On 17 April 2022, he wrote about a nuclear strike on Ukraine on his Telegram account, stating: "Zelensky, his entourage and Western curators, are most afraid of a Russian preemptive strike, weapons of mass destruction. This is what can put an end to today's confrontation, not only with the Ukrainian authorities, but with the entire West".

On 18 April 2022, it was reported that Ukraine's State Bureau of Investigations had opened a case of treason against Kyva for involvement in an illegal arrangement with a general of the Russian Armed Forces.

On 21 April 2022, in an open letter to Russian president Vladimir Putin, Kyva applied for Russian citizenship and political asylum.

Based on the analysis of videos published on his Telegram account, Ukrainian investigation platform Bihus.Info concluded on 20 June 2022 that Kyva had settled in the cottage town of Agalarov Estate, near the village Pokrovskoye in Moscow Oblast.

On 13 November 2023, Kyva was given a 14-year jail sentence in absentia by the Lychakivskyi District Court of Lviv for high treason and calling publicly for the occupation of Ukraine. Kyva was also sanctioned by the United Kingdom that year in relation to his actions during the war.

In Russia, Kyva frequently criticised Ukrainian authorities online and on Russian state television talkshows.

== Assassination ==

Kyva was shot dead in a park in the village of Suponevo, to the west of Moscow, on 6 December 2023. Several Ukrainian media outlets, citing unnamed sources, claimed that Kyva was targeted by the Security Service of Ukraine (SBU). The press representative of the Main Directorate of Intelligence of the Ukrainian Ministry of Defense Andriy Yusov told Ukrainian TV "Yes, we can confirm Kyva is no more. This fate will befall other traitors of Ukraine and puppets of Putin's regime." Yusov claimed that Kyva was "one of the biggest scumbags, traitors and collaborators" and said his death was "justice". Yusov did not say who was behind the assassination. The Office of the President of Ukraine declined online newspaper Meduzas request for comment on Kyva's death.

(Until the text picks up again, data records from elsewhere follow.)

//! JSON-RPC data source implementation
//!
//! Talks to Bitcoin Core for blocks and to spaced for the transactions that are
//! relevant to the Spaces protocol.

use super::{BlockBody, BlockData, ChainSource, Transaction};
use crate::{Config, Error, Result};
use async_trait::async_trait;
use serde::de::DeserializeOwned;
use serde::{Deserialize, Serialize};
use serde_json::{Value, json};
use std::sync::atomic::{AtomicU64, Ordering};
use std::time::Duration;
use tokio::time::sleep;

#[derive(Debug, Serialize)]
struct RpcRequest<'a> {
    jsonrpc: &'static str,
    id: u64,
    method: &'a str,
    params: &'a [Value],
}

#[derive(Debug, Deserialize)]
struct RpcResponse {
    #[serde(default)]
    result: Value,
    #[serde(default)]
    error: Option<RpcErrorObject>,
}

#[derive(Debug, Deserialize)]
struct RpcErrorObject {
    code: i64,
    message: String,
}

/// Minimal JSON-RPC client with retry logic
#[derive(Debug)]
pub struct RpcClient {
    url: String,
    http: reqwest::Client,
    auth: Option<(String, String)>,
    max_retries: u32,
    retry_delay: Duration,
    next_id: AtomicU64,
}

impl RpcClient {
    /// Create a new client for the given endpoint
    pub fn new(url: impl Into<String>, timeout: Duration) -> Result<Self> {
        let http = reqwest::Client::builder()
            .timeout(timeout)
            .build()
            .map_err(|e| Error::Http(format!("failed to build HTTP client: {}", e)))?;

        Ok(Self {
            url: url.into(),
            http,
            auth: None,
            max_retries: 3,
            retry_delay: Duration::from_millis(1000),
            next_id: AtomicU64::new(1),
        })
    }

    /// Use HTTP basic auth
    pub fn with_auth(mut self, user: impl Into<String>, password: impl Into<String>) -> Self {
        self.auth = Some((user.into(), password.into()));
        self
    }

    /// Set maximum retry attempts
    pub fn with_max_retries(mut self, retries: u32) -> Self {
        self.max_retries = retries;
        self
    }

    /// Set retry delay
    pub fn with_retry_delay(mut self, delay: Duration) -> Self {
        self.retry_delay = delay;
        self
    }

    pub fn url(&self) -> &str {
        &self.url
    }

    /// Call `method` and decode its result
    pub async fn request<T: DeserializeOwned>(&self, method: &str, params: &[Value]) -> Result<T> {
        let result = self.execute_with_retry(method, params).await?;
        serde_json::from_value(result)
            .map_err(|e| Error::parser(format!("invalid {} response: {}", method, e)))
    }

    /// Execute a call, retrying transport failures and 5xx responses only
    async fn execute_with_retry(&self, method: &str, params: &[Value]) -> Result<Value> {
        let mut last_error = None;

        for attempt in 0..=self.max_retries {
            if attempt > 0 {
                let delay = self.retry_delay + Duration::from_millis(rand::random::<u64>() % 250);
                tracing::debug!("Retrying {} after {:?} (attempt {})", method, delay, attempt);
                sleep(delay).await;
            }

            match self.send_once(method, params).await {
                Ok(value) => return Ok(value),
                Err(e) if !e.is_retryable() => return Err(e),
                Err(e) => {
                    tracing::warn!(
                        "RPC call {} on {} failed (attempt {}): {}",
                        method,
                        self.url,
                        attempt + 1,
                        e
                    );
                    last_error = Some(e);
                }
            }
        }

        Err(Error::Http(format!(
            "{} failed after {} attempts: {}",
            method,
            self.max_retries + 1,
            last_error.map(|e| e.to_string()).unwrap_or_default()
        )))
    }

    async fn send_once(&self, method: &str, params: &[Value]) -> Result<Value> {
        let request = RpcRequest {
            jsonrpc: "2.0",
            id: self.next_id.fetch_add(1, Ordering::Relaxed),
            method,
            params,
        };

        let mut builder = self.http.post(&self.url).json(&request);
        if let Some((user, password)) = &self.auth {
            builder = builder.basic_auth(user, Some(password));
        }

        let resp = builder.send().await?;
        let status = resp.status();

        // Bitcoin Core reports RPC errors with 4xx/5xx and a JSON body
        let body = resp.text().await?;
        let parsed: RpcResponse = match serde_json::from_str(&body) {
            Ok(parsed) => parsed,
            Err(e) if status.is_success() => {
                return Err(Error::parser(format!("invalid JSON-RPC response: {}", e)));
            }
            Err(_) => {
                return Err(Error::HttpStatus {
                    status: status.as_u16(),
                    body,
                });
            }
        };

        if let Some(err) = parsed.error {
            return Err(Error::Rpc {
                method: method.to_string(),
                code: err.code,
                message: err.message,
            });
        }

        if !status.is_success() {
            return Err(Error::HttpStatus {
                status: status.as_u16(),
                body,
            });
        }

        Ok(parsed.result)
    }
}

/// Bitcoin Core + spaced backed chain source
#[derive(Debug)]
pub struct RpcChainSource {
    bitcoin: RpcClient,
    spaced: RpcClient,
}

impl RpcChainSource {
    pub fn new(bitcoin: RpcClient, spaced: RpcClient) -> Self {
        Self { bitcoin, spaced }
    }

    pub fn from_config(config: &Config) -> Result<Self> {
        let timeout = Duration::from_secs(config.rpc.timeout_secs);
        let retry_delay = Duration::from_millis(config.rpc.retry_delay_ms);

        let mut bitcoin = RpcClient::new(&config.bitcoin.url, timeout)?
            .with_max_retries(config.rpc.max_retries)
            .with_retry_delay(retry_delay);
        if let Some((user, password)) = config.bitcoin_credentials() {
            bitcoin = bitcoin.with_auth(user, password);
        }

        let spaced = RpcClient::new(&config.spaced.url, timeout)?
            .with_max_retries(config.rpc.max_retries)
            .with_retry_delay(retry_delay);

        tracing::debug!(
            "Using bitcoin node at {} and spaced at {}",
            bitcoin.url(),
            spaced.url()
        );

        Ok(Self::new(bitcoin, spaced))
    }
}

#[async_trait]
impl ChainSource for RpcChainSource {
    async fn tip_height(&self) -> Result<Option<u64>> {
        // getblockcount is the tip height; a node always has the genesis block
        let count: u64 = self.bitcoin.request("getblockcount", &[]).await?;
        Ok(Some(count))
    }

    async fn block_hash(&self, height: u64) -> Result<String> {
        self.bitcoin.request("getblockhash", &[json!(height)]).await
    }

    async fn block(&self, block_hash: &str) -> Result<BlockBody> {
        self.bitcoin.request("getblock", &[json!(block_hash)]).await
    }

    async fn relevant_transactions(&self, block_hash: &str) -> Result<Vec<Transaction>> {
        // spaced returns null for blocks it did not index
        let data: Option<BlockData> = self
            .spaced
            .request("getblockdata", &[json!(block_hash)])
            .await?;
        Ok(data.map(|d| d.tx_data).unwrap_or_default())
    }
}
//! CLI module
//!
//! This module defines the command-line interface using clap and implements
//! the command execution logic.

use crate::indexer::ConflictPolicy;
use crate::{Config, Result};
use clap::{Args, Parser, Subcommand, ValueEnum};
use std::path::PathBuf;

pub mod commands;
pub mod output;

/// Spaces name indexer CLI
#[derive(Parser, Debug)]
#[command(name = "spaces-indexer")]
#[command(version, about, long_about = None)]
pub struct Cli {
    /// Path to configuration file
    #[arg(short, long, global = true)]
    pub config: Option<PathBuf>,

    /// Subcommand to execute
    #[command(subcommand)]
    pub command: Commands,
}

/// Options shared by every indexing command
#[derive(Args, Debug, Clone)]
pub struct IndexArgs {
    /// Data source type
    #[arg(short, long, value_enum, default_value = "rpc")]
    pub source: DataSourceType,

    /// JSON chain fixture for the mock source
    #[arg(long)]
    pub fixture: Option<PathBuf>,

    /// First block height to process (overrides config)
    #[arg(long)]
    pub start_height: Option<u64>,

    /// What to do with records for a space that was already revoked or rejected
    #[arg(long, value_enum)]
    pub conflict_policy: Option<ConflictPolicy>,

    /// Output format
    #[arg(short, long, value_enum, default_value = "text")]
    pub output: OutputFormat,
}

/// Available CLI commands
#[derive(Subcommand, Debug)]
pub enum Commands {
    /// Index from the start height to the chain tip and print the name history
    Index {
        #[command(flatten)]
        args: IndexArgs,

        /// Last block height to process (overrides config)
        #[arg(long)]
        end_height: Option<u64>,
    },

    /// Index to the tip, then keep polling for new blocks
    Watch {
        #[command(flatten)]
        args: IndexArgs,

        /// Polling interval in seconds (overrides config)
        #[arg(long)]
        interval: Option<u64>,
    },
}

/// Data source types
#[derive(Debug, Clone, Copy, PartialEq, Eq, ValueEnum)]
pub enum DataSourceType {
    /// In-memory chain for testing
    Mock,
    /// Bitcoin Core and spaced JSON-RPC
    Rpc,
}

/// Output format types
#[derive(Debug, Clone, Copy, PartialEq, Eq, ValueEnum)]
pub enum OutputFormat {
    /// Plain text history
    Text,
    /// JSON output
    Json,
}

/// Execute the CLI command
pub async fn execute(args: Cli, config: Config) -> Result<()> {
    match args.command {
        Commands::Index { args, end_height } => {
            commands::index::execute(args, end_height, config).await
        }
        Commands::Watch { args, interval } => commands::watch::execute(args, interval, config).await,
    }
}
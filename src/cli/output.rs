//! Output formatting module
//!
//! This module handles rendering the replayed name history.

use crate::Result;
use crate::state_machine::{NameReport, NameStatus};
use serde_json::json;

/// Output the replay as JSON
pub fn output_json(
    w: &mut impl std::io::Write,
    processed_up_to: Option<u64>,
    reports: &[NameReport],
) -> Result<()> {
    let output = json!({
        "generated_at": chrono::Utc::now().to_rfc3339(),
        "processed_up_to": processed_up_to,
        "total_names": reports.len(),
        "names": reports,
    });

    serde_json::to_writer_pretty(&mut *w, &output)?;
    writeln!(w)?; // Add trailing newline
    Ok(())
}

/// Output the replay as plain text
pub fn output_text(
    w: &mut impl std::io::Write,
    processed_up_to: Option<u64>,
    reports: &[NameReport],
) -> Result<()> {
    match processed_up_to {
        Some(height) => writeln!(w, "Processed up to block: {}", height)?,
        None => writeln!(w, "No blocks processed")?,
    }
    writeln!(w, "Indexed history:")?;

    for report in reports {
        writeln!(w, "Space: {}", report.name)?;
        match &report.status {
            NameStatus::Active { events } => {
                for entry in events {
                    writeln!(w, "  {}", entry.event)?;
                }
            }
            NameStatus::Terminal { notice, reason, .. } => match reason {
                Some(reason) => writeln!(w, "  {} ({})", notice, reason)?,
                None => writeln!(w, "  {}", notice)?,
            },
        }
    }

    Ok(())
}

Since the Russian invasion of Ukraine, the SBU and military intelligence have claimed a number of successful operations against high-value targets in the Russian-occupied territories of Ukraine as well as in Russia itself. Russia has blamed the SBU for the assassination of Darya Dugina, the daughter of Aleksandr Dugin, and the assassination of military vlogger Vladlen Tatarsky. Several Russia-loyal officials in Russian-occupied Ukraine have been killed since the start of the Russo-Ukrainian War.